Started by June 20, 2020 12:50 PM
2 comments, last by __MONTE2020 4 years, 5 months ago

Can someone explain this paragraph from here http://www.punkuser.net/lvsm/lvsm_web.pdf​ ( 7 Other Warps)

“For instance, it is interesting to consider the exponential warping function e^(cx) (where c is a constant) as suggested by [11], but still using a second moment and Chebyshev’s Inequality. This warping has the effect of relatively moving object B toward object A which reduces the above ratio. The resulting exponential variance shadow map (EVSM) has greatly reduced VSM-like light bleeding while still avoiding any bleeding near occluders.”

I can see why the ratio reduces using exponentials, but I don't see how this happens - “This warping has the effect of relatively moving object B toward object A". The paragraph right after that one isn't the clearest either but I would like to understand this first.

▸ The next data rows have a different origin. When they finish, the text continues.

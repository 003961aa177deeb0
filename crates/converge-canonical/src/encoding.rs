//! Compact encoding used as fingerprint input.
//!
//! The output matches the reference encoder byte for byte: no whitespace,
//! `,` between members and `:` between key and value, every character
//! outside printable ASCII escaped as `\uXXXX` (UTF-16 units, lowercase
//! hex), and floats written in their shortest round-trip form with the
//! reference exponent style (`1e+16`, `1.5e-07`).
//!
//! Numbers keep their source text (`arbitrary_precision`), so integers of
//! any size are written digit for digit.

use serde::Serialize;
use serde_json::ser::Formatter;
use std::io;

/// Error returned when a value cannot be encoded.
#[derive(thiserror::Error, Debug)]
pub enum EncodingError {
    /// The value could not be serialized.
    #[error("compact encoding failed: {0}")]
    Serialize(#[from] serde_json::Error),
    /// The encoder produced bytes that are not UTF-8.
    #[error("compact encoding produced invalid UTF-8: {0}")]
    Utf8(#[from] std::string::FromUtf8Error),
}

/// Serializes `value` into compact reference bytes.
pub fn to_compact_vec<T: ?Sized + Serialize>(value: &T) -> Result<Vec<u8>, EncodingError> {
    let mut buffer = Vec::with_capacity(128);
    let mut serializer = serde_json::Serializer::with_formatter(&mut buffer, ReferenceFormatter);
    value.serialize(&mut serializer)?;
    Ok(buffer)
}

/// Serializes `value` into a compact reference string.
pub fn to_compact_string<T: ?Sized + Serialize>(value: &T) -> Result<String, EncodingError> {
    Ok(String::from_utf8(to_compact_vec(value)?)?)
}

/// Compact formatter with ASCII-only strings.
///
/// Structural punctuation comes from the default `Formatter` methods, which
/// already emit the compact form.
struct ReferenceFormatter;

impl Formatter for ReferenceFormatter {
    fn write_f64<W>(&mut self, writer: &mut W, value: f64) -> io::Result<()>
    where
        W: ?Sized + io::Write,
    {
        writer.write_all(float_repr(value).as_bytes())
    }

    fn write_number_str<W>(&mut self, writer: &mut W, value: &str) -> io::Result<()>
    where
        W: ?Sized + io::Write,
    {
        writer.write_all(number_repr(value).as_bytes())
    }

    fn write_string_fragment<W>(&mut self, writer: &mut W, fragment: &str) -> io::Result<()>
    where
        W: ?Sized + io::Write,
    {
        let mut start = 0;
        for (idx, ch) in fragment.char_indices() {
            if (' '..='~').contains(&ch) {
                continue;
            }
            writer.write_all(fragment[start..idx].as_bytes())?;
            let mut units = [0u16; 2];
            for unit in ch.encode_utf16(&mut units) {
                writer.write_all(format!("\\u{:04x}", unit).as_bytes())?;
            }
            start = idx + ch.len_utf8();
        }
        writer.write_all(fragment[start..].as_bytes())
    }
}

/// Reference text for a number kept as source text.
fn number_repr(text: &str) -> String {
    if text.contains(['.', 'e', 'E']) {
        return match text.parse::<f64>() {
            Ok(value) => float_repr(value),
            Err(_) => text.to_string(),
        };
    }
    if text == "-0" {
        return "0".to_string();
    }
    text.to_string()
}

/// Shortest round-trip float text, fixed notation for exponents in
/// `-4..16` and `d.ddde+XX` otherwise.
fn float_repr(value: f64) -> String {
    if value.is_infinite() {
        return if value < 0.0 { "-Infinity" } else { "Infinity" }.to_string();
    }
    if value == 0.0 {
        return if value.is_sign_negative() { "-0.0" } else { "0.0" }.to_string();
    }

    let scientific = format!("{:e}", value.abs());
    let (mantissa, exponent) = scientific.split_once('e').unwrap_or((scientific.as_str(), "0"));
    let exponent: i32 = exponent.parse().unwrap_or(0);
    let digits: String = mantissa.chars().filter(|c| *c != '.').collect();
    let sign = if value < 0.0 { "-" } else { "" };

    if (-4..16).contains(&exponent) {
        if exponent < 0 {
            let zeros = "0".repeat((-exponent - 1) as usize);
            return format!("{sign}0.{zeros}{digits}");
        }
        let int_len = exponent as usize + 1;
        if digits.len() <= int_len {
            let zeros = "0".repeat(int_len - digits.len());
            format!("{sign}{digits}{zeros}.0")
        } else {
            format!("{sign}{}.{}", &digits[..int_len], &digits[int_len..])
        }
    } else {
        let exp_sign = if exponent < 0 { '-' } else { '+' };
        format!("{sign}{mantissa}e{exp_sign}{:02}", exponent.abs())
    }
}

Is there some shadows expert here that could explain this?

Thanks.

That sentence is saying the same thing that you're saying: the exponential warp reduces the relative distance between shadow caster A and caster/receiver B compared to the distance between B and receiver C. Let's say A is at a depth of 0.25, B is at a depth 0.5, and C is at a depth of 0.75. In this case B-A is equal to C-B, so deltaX is the same as deltaY. Now let's apply the exponential warp with an exponent of 10. The warped depth of A is now ~12, B is ~148, and C is ~1808. So now deltaX is ~136, and deltaY is ~ 1660, meaning deltaY is now much larger relative to deltaX. This gives us the same equivalent result as moving receiver B up towards A, which is what that quoted sentence is saying.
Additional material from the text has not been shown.